Resolvido isso, retiraram-se todos para a vila proxima, onde ficaram tocando violão e contando casos pandegos até que o material encomendado chegasse. Isso levou um mês. Mas afinal chegou, e o detective deu ordem para que no dia seguinte os trabalhos fossem iniciados.
Na manhã do dia seguinte os moradores do sitio viram reaparecer no pasto os caçadores do governo, seguidos duma turma de operarios com rolos de arame, postes e mais coisas telefonicas. Nesse dia, porém, o rinoceronte falhou de vir ao terreiro deitar-se de atravessado na porteira, como de costume. O transito estava completamente livre.
— Ué! exclamou o detective comandante, muito admirado. Para onde terá ido o malandro do rinoceronte?
Dirigiu-se á casa para falar com dona Benta.
— Como foi isso, dona Benta? disse ele subindo á varanda. Deixei o rinoceronte deitado na porteira e agora não encontro sinal dele.
Dona Benta explicou tudo quanto sucedera durante as semanas em que eles estiveram tocando violão na vila. O rinoceronte adquirira o habito de passar o dia na Figueira Brava, só vindo deitar-se na porteira ali pelas tres horas da tarde.
— Chega sempre a essa hora, deita-se e fica a cochilar até á noite, explicou a boa senhora. E’ um animal bastante sistematico.
— Bem, disse o detective, nesse caso teremos toda a manhã livre para trabalharmos na construção da linha telefonica.
Dona Benta arregalou os olhos.
— Que linha telefonica é essa? perguntou.
— A linha que resolvemos construir para ligar esta casa ao nosso acampamento. Como naquele dia o rinoceronte estivesse atravessado na porteira, impedindo a passagem, e como eu desejasse discutir com a senhora varios assuntos importantes, tive a excelente idéa de construir essa linha, com os fios passando por cima do “obstaculo”.
Dona Benta admirou-se da complicação.
— Sim, disse ela, mas já que o senhor poude chegar até cá, creio que a linha telefonica não é mais necessaria.
O detective sorriu da ingenuidade da velha, e explicou que o material já havia chegado e que portanto a linha ia ser construida. Terminou piscando o olho vermelho e dizendo: “O governo sabe o que faz, minha senhora”. [1]
— Pois façam lá como entenderem, concluiu dona Benta. Não entendo de governos, nem quero entender. Aqui estamos nós para prestar aos senhores toda a ajuda possivel. O que quero é que me livrem desse animalão quanto antes.
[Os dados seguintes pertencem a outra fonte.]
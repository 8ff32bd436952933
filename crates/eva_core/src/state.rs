//! Physiological state of one astronaut.
//!
//! The state is a fixed, strongly-typed record. Every dynamic field is
//! addressable through [`Variable`], which is what the profile tables are
//! keyed by, so the engine never dispatches on attribute names.
//!
//! - Cardiopulmonary: heart rate, blood pressure, respiration, gas exchange
//! - Metabolic/thermal: metabolic rate, temperatures, sweat, glucose
//! - Progressive load: fatigue, cognitive load, stress, fear, adrenaline, radiation

use serde::{Deserialize, Serialize};
use std::fmt;
use std::str::FromStr;

use crate::error::EvaError;

/// Guard against NaN and Infinity in state values.
/// If the value is not finite, replace it with the provided fallback (baseline).
#[inline]
pub(crate) fn sanitize_f64(v: f64, fallback: f64) -> f64 {
    if v.is_finite() {
        v
    } else {
        tracing::warn!("NaN/Inf detected in state, resetting to fallback {}", fallback);
        fallback
    }
}

// =============================================================================
// Variable identifiers
// =============================================================================

/// Identifier of one dynamic physiological variable.
///
/// Declaration order is the stable logging order.
#[derive(Debug, Clone, Copy, PartialEq, Eq, PartialOrd, Ord, Hash, Serialize, Deserialize)]
#[serde(rename_all = "snake_case")]
pub enum Variable {
    HeartRate,
    BloodPressureSys,
    BloodPressureDia,
    RespirationRate,
    OxygenSaturation,
    BloodO2Pa,
    BloodCo2Pa,
    N2Saturation,
    MetabolicRate,
    CoreTemp,
    SkinTemp,
    SweatRate,
    GlucoseLevel,
    MuscleFatigue,
    CognitiveLoad,
    StressIndex,
    Fear,
    AdrenalineLvl,
    RadiationDose,
}

impl Variable {
    pub const COUNT: usize = 19;

    pub const ALL: [Variable; Self::COUNT] = [
        Variable::HeartRate,
        Variable::BloodPressureSys,
        Variable::BloodPressureDia,
        Variable::RespirationRate,
        Variable::OxygenSaturation,
        Variable::BloodO2Pa,
        Variable::BloodCo2Pa,
        Variable::N2Saturation,
        Variable::MetabolicRate,
        Variable::CoreTemp,
        Variable::SkinTemp,
        Variable::SweatRate,
        Variable::GlucoseLevel,
        Variable::MuscleFatigue,
        Variable::CognitiveLoad,
        Variable::StressIndex,
        Variable::Fear,
        Variable::AdrenalineLvl,
        Variable::RadiationDose,
    ];

    /// Position in [`Variable::ALL`].
    #[inline]
    pub fn index(self) -> usize {
        self as usize
    }

    /// Name used in profile files and log headers.
    pub fn name(self) -> &'static str {
        match self {
            Variable::HeartRate => "heart_rate",
            Variable::BloodPressureSys => "blood_pressure_sys",
            Variable::BloodPressureDia => "blood_pressure_dia",
            Variable::RespirationRate => "respiration_rate",
            Variable::OxygenSaturation => "oxygen_saturation",
            Variable::BloodO2Pa => "blood_o2_pa",
            Variable::BloodCo2Pa => "blood_co2_pa",
            Variable::N2Saturation => "n2_saturation",
            Variable::MetabolicRate => "metabolic_rate",
            Variable::CoreTemp => "core_temp",
            Variable::SkinTemp => "skin_temp",
            Variable::SweatRate => "sweat_rate",
            Variable::GlucoseLevel => "glucose_level",
            Variable::MuscleFatigue => "muscle_fatigue",
            Variable::CognitiveLoad => "cognitive_load",
            Variable::StressIndex => "stress_index",
            Variable::Fear => "fear",
            Variable::AdrenalineLvl => "adrenaline_lvl",
            Variable::RadiationDose => "radiation_dose",
        }
    }
}

impl fmt::Display for Variable {
    fn fmt(&self, f: &mut fmt::Formatter<'_>) -> fmt::Result {
        f.write_str(self.name())
    }
}

impl FromStr for Variable {
    type Err = EvaError;

    fn from_str(s: &str) -> Result<Self, Self::Err> {
        Variable::ALL
            .iter()
            .copied()
            .find(|v| v.name() == s)
            .ok_or_else(|| EvaError::missing(format!("unknown physiological variable '{}'", s)))
    }
}

// =============================================================================
// Anthropometrics
// =============================================================================

/// Static body data. Never touched by the engine.
#[derive(Debug, Clone, Copy, PartialEq, Serialize, Deserialize)]
#[serde(default)]
pub struct Anthropometrics {
    /// kg
    pub mass: f64,
    /// m³
    pub volume: f64,
    /// years
    pub age: u32,
}

impl Default for Anthropometrics {
    fn default() -> Self {
        Self {
            mass: 80.0,
            volume: 0.075,
            age: 40,
        }
    }
}

// =============================================================================
// Physiological state
// =============================================================================

/// Complete per-astronaut state.
///
/// Construct through [`PhysiologicalState::from_baseline`] so every dynamic
/// field starts at its resting value.
#[derive(Debug, Clone, PartialEq, Serialize, Deserialize)]
pub struct PhysiologicalState {
    // Cardiopulmonary
    /// bpm
    pub heart_rate: f64,
    /// mmHg
    pub blood_pressure_sys: f64,
    /// mmHg
    pub blood_pressure_dia: f64,
    /// breaths/min
    pub respiration_rate: f64,
    /// fraction
    pub oxygen_saturation: f64,
    /// mmHg
    pub blood_o2_pa: f64,
    /// mmHg
    pub blood_co2_pa: f64,
    /// fraction
    pub n2_saturation: f64,

    // Metabolic / thermal
    /// W
    pub metabolic_rate: f64,
    /// °C
    pub core_temp: f64,
    /// °C
    pub skin_temp: f64,
    /// g/h
    pub sweat_rate: f64,
    /// mg/dL
    pub glucose_level: f64,

    // Progressive load (0–1)
    pub muscle_fatigue: f64,
    pub cognitive_load: f64,
    pub stress_index: f64,
    pub fear: f64,
    pub adrenaline_lvl: f64,
    pub radiation_dose: f64,

    pub anthropometrics: Anthropometrics,

    /// Simulated minutes since the start of the mission segment. Only ever grows.
    pub mission_elapsed_time: u64,
}

impl PhysiologicalState {
    /// Build a state at the given baseline values with the clock at zero.
    pub fn from_baseline(baseline: impl Fn(Variable) -> f64, anthropometrics: Anthropometrics) -> Self {
        let mut state = Self {
            heart_rate: 0.0,
            blood_pressure_sys: 0.0,
            blood_pressure_dia: 0.0,
            respiration_rate: 0.0,
            oxygen_saturation: 0.0,
            blood_o2_pa: 0.0,
            blood_co2_pa: 0.0,
            n2_saturation: 0.0,
            metabolic_rate: 0.0,
            core_temp: 0.0,
            skin_temp: 0.0,
            sweat_rate: 0.0,
            glucose_level: 0.0,
            muscle_fatigue: 0.0,
            cognitive_load: 0.0,
            stress_index: 0.0,
            fear: 0.0,
            adrenaline_lvl: 0.0,
            radiation_dose: 0.0,
            anthropometrics,
            mission_elapsed_time: 0,
        };
        for var in Variable::ALL {
            state.set(var, baseline(var));
        }
        state
    }

    pub fn get(&self, var: Variable) -> f64 {
        *self.field(var)
    }

    pub fn set(&mut self, var: Variable, value: f64) {
        *self.field_mut(var) = value;
    }

    /// All dynamic values in stable order.
    pub fn values(&self) -> impl Iterator<Item = (Variable, f64)> + '_ {
        Variable::ALL.into_iter().map(move |v| (v, self.get(v)))
    }

    fn field(&self, var: Variable) -> &f64 {
        match var {
            Variable::HeartRate => &self.heart_rate,
            Variable::BloodPressureSys => &self.blood_pressure_sys,
            Variable::BloodPressureDia => &self.blood_pressure_dia,
            Variable::RespirationRate => &self.respiration_rate,
            Variable::OxygenSaturation => &self.oxygen_saturation,
            Variable::BloodO2Pa => &self.blood_o2_pa,
            Variable::BloodCo2Pa => &self.blood_co2_pa,
            Variable::N2Saturation => &self.n2_saturation,
            Variable::MetabolicRate => &self.metabolic_rate,
            Variable::CoreTemp => &self.core_temp,
            Variable::SkinTemp => &self.skin_temp,
            Variable::SweatRate => &self.sweat_rate,
            Variable::GlucoseLevel => &self.glucose_level,
            Variable::MuscleFatigue => &self.muscle_fatigue,
            Variable::CognitiveLoad => &self.cognitive_load,
            Variable::StressIndex => &self.stress_index,
            Variable::Fear => &self.fear,
            Variable::AdrenalineLvl => &self.adrenaline_lvl,
            Variable::RadiationDose => &self.radiation_dose,
        }
    }

    fn field_mut(&mut self, var: Variable) -> &mut f64 {
        match var {
            Variable::HeartRate => &mut self.heart_rate,
            Variable::BloodPressureSys => &mut self.blood_pressure_sys,
            Variable::BloodPressureDia => &mut self.blood_pressure_dia,
            Variable::RespirationRate => &mut self.respiration_rate,
            Variable::OxygenSaturation => &mut self.oxygen_saturation,
            Variable::BloodO2Pa => &mut self.blood_o2_pa,
            Variable::BloodCo2Pa => &mut self.blood_co2_pa,
            Variable::N2Saturation => &mut self.n2_saturation,
            Variable::MetabolicRate => &mut self.metabolic_rate,
            Variable::CoreTemp => &mut self.core_temp,
            Variable::SkinTemp => &mut self.skin_temp,
            Variable::SweatRate => &mut self.sweat_rate,
            Variable::GlucoseLevel => &mut self.glucose_level,
            Variable::MuscleFatigue => &mut self.muscle_fatigue,
            Variable::CognitiveLoad => &mut self.cognitive_load,
            Variable::StressIndex => &mut self.stress_index,
            Variable::Fear => &mut self.fear,
            Variable::AdrenalineLvl => &mut self.adrenaline_lvl,
            Variable::RadiationDose => &mut self.radiation_dose,
        }
    }
}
Esta obra entrou em domínio público pela lei 9610 de 1998, Título III, Art. 41.
Caso seja uma obra publicada pela primeira vez entre 1929 e 1977 certamente não estará em domínio público nos Estados Unidos da América.
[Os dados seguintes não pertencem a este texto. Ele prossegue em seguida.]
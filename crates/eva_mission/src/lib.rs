//! # EVA mission driver
//!
//! Turns a mission plan into a logged physiological time series:
//! 1. parse task letters into a [`TaskSequence`] (unknown letters stop here)
//! 2. run them against an [`eva_core::Astronaut`] with [`MissionRunner`]
//! 3. write the resulting [`EvaLog`] as a delimited file

pub mod log;
pub mod mission;
mod runner;
mod task;

pub use log::{round_to, EvaLog, LogOptions, LogRecord};
pub use runner::{MissionReport, MissionRunner};
pub use task::{Task, TaskSequence, TaskStep};
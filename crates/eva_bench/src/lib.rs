//! eva_bench: trajectory tests for the EVA physiology engine.
//!
//! Validates behavior over whole work periods rather than single minutes:
//! - sustainability windows of each workload
//! - recovery during rest
//! - shock response followed by recovery
//! - radiation accumulating across a full EVA

use eva_core::{Astronaut, EvaError, PhysiologicalState, PhysiologyProfile, TaskClass, Variable};
use std::sync::Arc;

/// Run `class` one minute at a time for `minutes`, recording the state after
/// every minute. Non-positive `minutes` is an error.
pub fn trajectory(
    astronaut: &mut Astronaut,
    class: TaskClass,
    minutes: i64,
) -> Result<Vec<PhysiologicalState>, EvaError> {
    if minutes <= 0 {
        return Err(EvaError::InvalidArgument { minutes });
    }
    let mut states = Vec::new();
    for _ in 0..minutes {
        astronaut.perform(class, 1)?;
        states.push(astronaut.snapshot());
    }
    Ok(states)
}

/// First minute (1-based) at which `var` reaches `threshold` from below.
pub fn minutes_until(states: &[PhysiologicalState], var: Variable, threshold: f64) -> Option<usize> {
    states.iter().position(|s| s.get(var) >= threshold).map(|i| i + 1)
}

pub fn fresh_astronaut() -> Astronaut {
    Astronaut::new(Arc::new(PhysiologyProfile::default()))
}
- ↑ Para custear as despesas do Serviço Federal de Caça ao Rinoceronte, o nosso bom Governo creou um selo novo — o Selo do Rinoceronte. Todas as cartas que a gente punha no correio e todos os recibos e mais documentos que a gente assinava tinha que vir com o Selo do Rinoceronte, ao lado do Selo da Educação e do Selo Santos Dumont. O resultado foi que o povo brasileiro, que já andava com a lingua seca de tanto lamber selos, teve de espremer as glandulas que produzem a saliva e chamar medicos de fóra que viessem estudar os meios de aumentar-lhes a secreção.
Desde essa ocasião começou a aparecer no Brasil uma doença nova — secura de lingua por escassez de saliva. As pessoas ricas ainda se arranjavam, andando acompanhadas de serventes denominados — os Linguas. Eram rapazes cuja unica função consistia em pôrem a lingua de fóra sempre que os patrões tivessem de pregar os inumeros selos que o Governo se divertia em crear — como o Selo Ruy Barbosa, o Selo da Integração Revolucionaria da America. do Sul, o Selo João Pessoa e outros.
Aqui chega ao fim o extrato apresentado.